Note that each of these findings refers to post-transition fertility levels. We repeat our 
earlier point, however, that effects on post-transition fertility levels will also appear as 
effects on the pace of transition. 
Interaction diffusion is a mechanism through which changes in birth-control costs can 
create demand. This is a controversial statement in the debate on the causes of fertility 
transition. The statement follows directly from Figure 3, which shows a feedback path 
from state C to the transition between states N and L; this feedback constitutes in part 
an impact of birth-control costs on demand, since the size of C is determined in part by ,--
parameter b. The quantitative impact of this path is illustrated by the solid-line curve in 
Figure 5. The curve shows the results of simulations in which demand is set initially at 
low levels (a = 0.02) and access to birth control is set initially at a moderate level 
(b = 0.20). A contact rate of h = 0.1 results in a post-transition fertility rate of 5.1 births, 
whereas a contact rate of h = 0.2 results in 3.6 births. Comparison of these values with 
a total fertility of 7.1 births for the system in the absence of interaction illustrates how 
a moderate level of birth control access, in combination with social interaction, can lead 
to substantial fertility decline. 
This result directly reflects the demand-generating dimension of social interaction 
permitted by this model. Without social interaction — in which case parameter a remains 
at its initial level of 0.02 — fertility decline is stymied by inadequate demand. The 
endogenous feedback process generated by social interaction effectively increases the 
rate of demand, resulting in substantial fertility decline. To understand that this result 
is plausible in behavioural terms, recall again the social dynamics identified earlier that 
might lead to this effect. Movement from state L to state C occurs in this simulation 
because birth control costs are not prohibitively high. An increase in the proportion of 
MODELLING DIFFUSION EFFECTS IN FERTILITY TRANSITION 	 161 
the population in state C, in turn, increases the rate of movement from N to L (i.e. the 
demand for birth control) by changing norms about birth control and/or by 
demonstration of the benefits of controlling fertility and/or because birth control 
technologies become more widely known. These mechanisms, presume some form of 
social interaction. 
MODELS FOR HETEROGENEOUS POPULATIONS 
The model presented so far assumes homogeneous mixing in the population, i.e. that the 
probability of interacting with any other member of the population is equal for all 
individuals. This assumption clearly runs counter to the fact that social interaction is 
seriously constrained by spatial and social distances. Heterogeneity can be introduced 
into the model relatively simply by stratifying the population. 

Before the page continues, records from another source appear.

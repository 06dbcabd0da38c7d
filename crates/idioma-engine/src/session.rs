use std::sync::atomic::{AtomicU64, Ordering};
use std::sync::{Arc, Mutex, MutexGuard, PoisonError};
use std::thread::{self, JoinHandle};
use std::time::Instant;

use anyhow::{anyhow, Context, Result};
use idioma_contracts::events::{EventPayload, EventWriter};
use idioma_contracts::models::{Capability, ModelRegistry, ModelSelection, ModelSelector};
use idioma_contracts::options::UiLanguage;
use idioma_contracts::request::RequestParameters;
use idioma_contracts::result::ProcessingResult;
use serde_json::{json, Value};
use tracing::{debug, info, warn};

use crate::accumulator::{drive, ProcessingFailure, StreamControl, StreamOutcome};
use crate::compose::compose_request;
use crate::config::EngineConfig;
use crate::providers::{ProviderRegistry, ProviderStreamRequest};

/// What a front-end renders. Only the worker of the current generation
/// writes here.
#[derive(Debug, Clone, Default, PartialEq)]
pub struct SessionState {
    pub generation: u64,
    pub loading: bool,
    pub paused: bool,
    pub preview: String,
    pub result: Option<ProcessingResult>,
    pub failure: Option<ProcessingFailure>,
    pub model: Option<String>,
    pub fallback_reason: Option<String>,
    /// `completed`, `refused`, `malformed`, `transport` or `cancelled`.
    pub last_outcome: Option<String>,
}

/// Read-only handle on a session's state for another thread.
#[derive(Debug, Clone)]
pub struct SessionView {
    state: Arc<Mutex<SessionState>>,
}

impl SessionView {
    pub fn snapshot(&self) -> SessionState {
        lock(&self.state).clone()
    }
}

struct ActiveStream {
    control: StreamControl,
    handle: Option<JoinHandle<()>>,
}

/// Runs at most one stream at a time and publishes its progress into a
/// shared [`SessionState`].
pub struct Session {
    config: EngineConfig,
    providers: Arc<ProviderRegistry>,
    selector: ModelSelector,
    events: Option<EventWriter>,
    ui_language: UiLanguage,
    model: Option<String>,
    state: Arc<Mutex<SessionState>>,
    generation: Arc<AtomicU64>,
    active: Option<ActiveStream>,
}

impl Session {
    pub fn new(
        config: EngineConfig,
        providers: ProviderRegistry,
        events: Option<EventWriter>,
    ) -> Result<Self> {
        if let Some(writer) = events.as_ref() {
            writer.emit(
                "session_started",
                map_object(json!({
                    "providers": providers.names(),
                    "model": config.model,
                })),
            )?;
        }
        Ok(Self {
            model: config.model.clone(),
            config,
            providers: Arc::new(providers),
            selector: ModelSelector::new(None),
            events,
            ui_language: UiLanguage::default(),
            state: Arc::new(Mutex::new(SessionState::default())),
            generation: Arc::new(AtomicU64::new(0)),
            active: None,
        })
    }

    pub fn with_model_registry(mut self, registry: ModelRegistry) -> Self {
        self.selector = ModelSelector::new(Some(registry));
        self
    }

    pub fn config(&self) -> &EngineConfig {
        &self.config
    }

    pub fn model_registry(&self) -> &ModelRegistry {
        &self.selector.registry
    }

    pub fn set_model(&mut self, model: Option<String>) {
        self.model = model;
    }

    pub fn model(&self) -> Option<&str> {
        self.model.as_deref()
    }

    pub fn set_ui_language(&mut self, lang: UiLanguage) {
        self.ui_language = lang;
    }

    pub fn ui_language(&self) -> UiLanguage {
        self.ui_language
    }

    pub fn event_writer(&self) -> Option<&EventWriter> {
        self.events.as_ref()
    }

    pub fn snapshot(&self) -> SessionState {
        lock(&self.state).clone()
    }

    pub fn view(&self) -> SessionView {
        SessionView {
            state: Arc::clone(&self.state),
        }
    }

    pub fn is_running(&self) -> bool {
        lock(&self.state).loading
    }

    /// Starts a stream for `params`, abandoning any stream still running.
    /// Prior output is cleared before the new worker starts.
    pub fn submit(&mut self, params: RequestParameters) -> Result<ModelSelection> {
        params.validate()?;

        let mut required = vec![Capability::Text];
        if !params.images.is_empty() {
            required.push(Capability::Vision);
        }
        let selection = self
            .selector
            .select(self.model.as_deref(), &required)
            .map_err(|err| anyhow!(err))?;
        let provider_name = selection.model.provider.clone();
        if self.providers.get(&provider_name).is_none() {
            return Err(anyhow!(
                "provider '{provider_name}' is not available for model '{}'",
                selection.model.name
            ));
        }

        if let Some(previous) = self.active.take() {
            previous.control.cancel();
            debug!("previous stream abandoned");
        }
        let generation = self.generation.fetch_add(1, Ordering::SeqCst) + 1;
        *lock(&self.state) = SessionState {
            generation,
            loading: true,
            model: Some(selection.model.name.clone()),
            fallback_reason: selection.fallback_reason.clone(),
            ..SessionState::default()
        };

        let request = compose_request(&params, &selection.model.name, &self.config);
        let control = StreamControl::with_poll_interval(self.config.pause_poll_interval());

        if let Some(reason) = selection.fallback_reason.as_deref() {
            info!(model = %selection.model.name, reason, "model fallback");
            self.emit(
                "model_fallback",
                json!({
                    "requested": selection.requested,
                    "model": selection.model.name,
                    "reason": reason,
                }),
            );
        }
        self.emit(
            "request_submitted",
            json!({
                "generation": generation,
                "model": selection.model.name,
                "provider": provider_name,
                "operations": params.operation_types,
                "source_variant": params.source_variant,
                "target_variant": params.target_variant,
                "writing_style": params.writing_style,
                "operation_mode": params.operation_mode,
                "citation_style": params.citation_style,
                "text_chars": params.raw_text.chars().count(),
                "has_url": !params.raw_url.is_empty(),
                "images": params.images.len(),
            }),
        );

        let worker = StreamWorker {
            generation,
            provider_name,
            providers: Arc::clone(&self.providers),
            state: Arc::clone(&self.state),
            events: self.events.clone(),
            control: control.clone(),
        };
        let handle = thread::Builder::new()
            .name("idioma-stream".to_string())
            .spawn(move || worker.run(request))
            .context("failed to start stream worker")?;
        self.active = Some(ActiveStream {
            control,
            handle: Some(handle),
        });
        info!(generation, model = %selection.model.name, "request submitted");
        Ok(selection)
    }

    fn running_control(&self) -> Option<&StreamControl> {
        let active = self.active.as_ref()?;
        if active.control.is_cancelled() || !self.is_running() {
            return None;
        }
        Some(&active.control)
    }

    /// Returns false when nothing is streaming.
    pub fn pause(&mut self) -> bool {
        let Some(control) = self.running_control().cloned() else {
            return false;
        };
        control.pause();
        self.set_paused(true);
        true
    }

    pub fn resume(&mut self) -> bool {
        let Some(control) = self.running_control().cloned() else {
            return false;
        };
        control.resume();
        self.set_paused(false);
        true
    }

    /// Returns the pause state afterwards, or `None` when nothing is streaming.
    pub fn toggle_pause(&mut self) -> Option<bool> {
        let control = self.running_control().cloned()?;
        let paused = control.toggle_pause();
        self.set_paused(paused);
        Some(paused)
    }

    fn set_paused(&mut self, paused: bool) {
        lock(&self.state).paused = paused;
        self.emit(
            if paused { "stream_paused" } else { "stream_resumed" },
            json!({ "generation": self.generation.load(Ordering::SeqCst) }),
        );
    }

    /// Cancels the running stream. The last preview stays visible.
    pub fn stop(&mut self) -> bool {
        let Some(control) = self.running_control().cloned() else {
            return false;
        };
        control.cancel();
        let preview_chars = {
            let mut state = lock(&self.state);
            state.loading = false;
            state.paused = false;
            state.last_outcome = Some("cancelled".to_string());
            state.preview.chars().count()
        };
        self.emit(
            "stream_cancelled",
            json!({
                "generation": self.generation.load(Ordering::SeqCst),
                "preview_chars": preview_chars,
            }),
        );
        info!("stream stopped");
        true
    }

    /// Cancels any stream and clears all output.
    pub fn reset(&mut self) {
        if let Some(previous) = self.active.take() {
            previous.control.cancel();
        }
        let generation = self.generation.fetch_add(1, Ordering::SeqCst) + 1;
        *lock(&self.state) = SessionState {
            generation,
            ..SessionState::default()
        };
        self.emit("session_reset", json!({ "generation": generation }));
    }

    /// Drops the displayed output of a finished stream. Returns false while
    /// a stream is still running.
    pub fn clear_output(&mut self) -> bool {
        let mut state = lock(&self.state);
        if state.loading {
            return false;
        }
        state.preview.clear();
        state.result = None;
        state.failure = None;
        state.last_outcome = None;
        true
    }

    /// Appends the result's references to its text.
    pub fn insert_references(&mut self) -> bool {
        let inserted = {
            let mut state = lock(&self.state);
            match state.result.as_mut() {
                Some(result) => result
                    .insert_references(self.ui_language)
                    .then(|| result.audit_trace.references.len()),
                None => None,
            }
        };
        match inserted {
            Some(count) => {
                self.emit("references_inserted", json!({ "references": count }));
                true
            }
            None => false,
        }
    }

    /// Blocks until the current stream ends. A stopped stream is not waited
    /// for; its worker finishes in the background.
    pub fn wait(&mut self) -> SessionState {
        if let Some(active) = self.active.as_mut() {
            if !active.control.is_cancelled() {
                if let Some(handle) = active.handle.take() {
                    if handle.join().is_err() {
                        warn!("stream worker panicked");
                        let mut state = lock(&self.state);
                        state.loading = false;
                        state.paused = false;
                    }
                }
            }
        }
        self.snapshot()
    }

    fn emit(&self, event_type: &str, payload: Value) {
        emit_event(self.events.as_ref(), event_type, payload);
    }
}

impl Drop for Session {
    fn drop(&mut self) {
        if let Some(active) = self.active.take() {
            active.control.cancel();
        }
    }
}

struct StreamWorker {
    generation: u64,
    provider_name: String,
    providers: Arc<ProviderRegistry>,
    state: Arc<Mutex<SessionState>>,
    events: Option<EventWriter>,
    control: StreamControl,
}

impl StreamWorker {
    fn run(self, request: ProviderStreamRequest) {
        let started = Instant::now();
        let mut previews = 0usize;
        let outcome = match self.providers.get(&self.provider_name) {
            Some(provider) => match provider.stream(&request) {
                Ok(fragments) => drive(fragments, &self.control, |preview| {
                    previews += 1;
                    self.publish_preview(preview);
                }),
                Err(_) if self.control.is_cancelled() => StreamOutcome::Cancelled,
                Err(err) => StreamOutcome::Failed(ProcessingFailure::transport(&err)),
            },
            None => StreamOutcome::Failed(ProcessingFailure::Transport(format!(
                "provider '{}' is not registered",
                self.provider_name
            ))),
        };
        self.finish(outcome, previews, started);
    }

    fn is_current(&self, state: &SessionState) -> bool {
        state.generation == self.generation && !self.control.is_cancelled()
    }

    fn publish_preview(&self, preview: &str) {
        let mut state = lock(&self.state);
        if self.is_current(&state) {
            state.preview = preview.to_string();
        }
    }

    fn finish(self, outcome: StreamOutcome, previews: usize, started: Instant) {
        // A stop that lands after the last fragment still wins.
        let outcome = if self.control.is_cancelled() {
            StreamOutcome::Cancelled
        } else {
            outcome
        };
        let kind = outcome.kind();
        {
            let mut state = lock(&self.state);
            if state.generation != self.generation {
                debug!(generation = self.generation, "stale stream finished");
                return;
            }
            match outcome {
                StreamOutcome::Completed(result) => state.result = Some(result),
                StreamOutcome::Failed(ref failure) => {
                    warn!(kind = failure.kind(), "stream failed: {failure}");
                    state.failure = Some(failure.clone());
                }
                StreamOutcome::Cancelled => {}
            }
            state.loading = false;
            state.paused = false;
            state.last_outcome = Some(kind.to_string());
        }
        let elapsed_ms = started.elapsed().as_millis() as u64;
        info!(generation = self.generation, outcome = kind, elapsed_ms, "stream finished");
        emit_event(
            self.events.as_ref(),
            "stream_finished",
            json!({
                "generation": self.generation,
                "outcome": kind,
                "previews": previews,
                "elapsed_ms": elapsed_ms,
            }),
        );
    }
}

fn lock(state: &Mutex<SessionState>) -> MutexGuard<'_, SessionState> {
    state.lock().unwrap_or_else(PoisonError::into_inner)
}

fn emit_event(events: Option<&EventWriter>, event_type: &str, payload: Value) {
    let Some(writer) = events else {
        return;
    };
    if let Err(err) = writer.emit(event_type, map_object(payload)) {
        warn!(event_type, "event log write failed: {err:#}");
    }
}

fn map_object(value: Value) -> EventPayload {
    value.as_object().cloned().unwrap_or_default()
}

In Figure 6 we present a model for the simplest case of heterogeneous mixing, 
consisting of just two strata. Although this constitutes an unrealistically simple social 
structure, the model appears substantially more complex. The complexity is more 
apparent than real, however. All relations within each stratum are replicas of those in 
the previous, homogeneous model. The only new elements in the model are the paths 
which represent interactions between strata, the strength of which is captured by 
parameter g, the rate of adequate contact between strata. This rate should logically be 
smaller than the within-stratum contact rate h. Flows from N to L and from L to C thus 
now contain a third term, which accounts for the interactions between strata. For 
example, the flow from natural fertility to latent demand in the second stratum includes 
a third term, which equals the number of inter-strata contacts (g/V) times the probability 
(Cy T) of contacting an ' infective' (the prime denotes the first stratum). The differential 
equations that define the model are shown at the bottom of Figure 6. 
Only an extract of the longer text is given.